The one-hop replication could not be implemented because it requires that a node know its neighbors contents which is not provided in Freenet. Interestingly, this extension is not needed in Freenet (even if it was possible to implement it) because Freenet already does caching of data along the query return path. I believe this caching is probably more effective for reducing hot-spots than the one-hop replication extension.

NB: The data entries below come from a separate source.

//! `TRACE` overlay (ambient debug aid): echoes each line number the
//! executor steps onto, the way `processor::Debugger` annotates every
//! instruction it single-steps, narrowed from a full interactive debugger
//! down to the one feature `TRACE ON`/`TRACE OFF` ask for.
//!
//! Grounded on `processor::Debugger`'s use of `termion::color` for its
//! terminal UI — the same crate, used here for one colour instead of a
//! full redrawn screen.

use std::io::{self, Write};
use termion::color;

pub struct TraceOverlay {
    enabled: bool,
}

impl TraceOverlay {
    pub fn new() -> Self {
        TraceOverlay { enabled: false }
    }

    pub fn set_enabled(&mut self, on: bool) {
        self.enabled = on;
    }

    pub fn is_enabled(&self) -> bool {
        self.enabled
    }

    /// Called whenever the executor moves onto a new program line; a no-op
    /// unless `TRACE ON` is active.
    pub fn line(&self, line_no: u16) {
        if !self.enabled {
            return;
        }
        let mut out = io::stderr();
        let _ = write!(out, "{}[{}]{} ", color::Fg(color::Yellow), line_no, color::Fg(color::Reset));
        let _ = out.flush();
    }
}

impl Default for TraceOverlay {
    fn default() -> Self {
        Self::new()
    }
}

#[cfg(test)]
mod tests {
    use super::*;

    #[test]
    fn starts_disabled() {
        let t = TraceOverlay::new();
        assert!(!t.is_enabled());
    }

    #[test]
    fn set_enabled_round_trips() {
        let mut t = TraceOverlay::new();
        t.set_enabled(true);
        assert!(t.is_enabled());
        t.set_enabled(false);
        assert!(!t.is_enabled());
    }
}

The flow control extension would improve the network load balancing in Freenet (see network load balancing in Part 1). Currently, the only way a Freenet node performs network load balancing is by routing queries to nodes that have answered to its queries in the past. However, some of these nodes could be overloaded. A Freenet node would have to timeout on these nodes before trying the next one. With flow control, the node would not have to timeout on heavily loaded nodes. One challenge in implementing flow control is that the notion of a neighbor is asymmetric in Freenet. A node A may know about B but B may not know about A. To implement flow control, A would have to "pull" tokens from B either when B replies to its queries or it could do so periodically. A token "push" mechanism would not be possible.
As explained above, Freenet already implements a biased random-walk search protocol so again this Gia extension would make no difference to Freenet. However, the Freenet search protocol could use a flow-control improve network load balancing.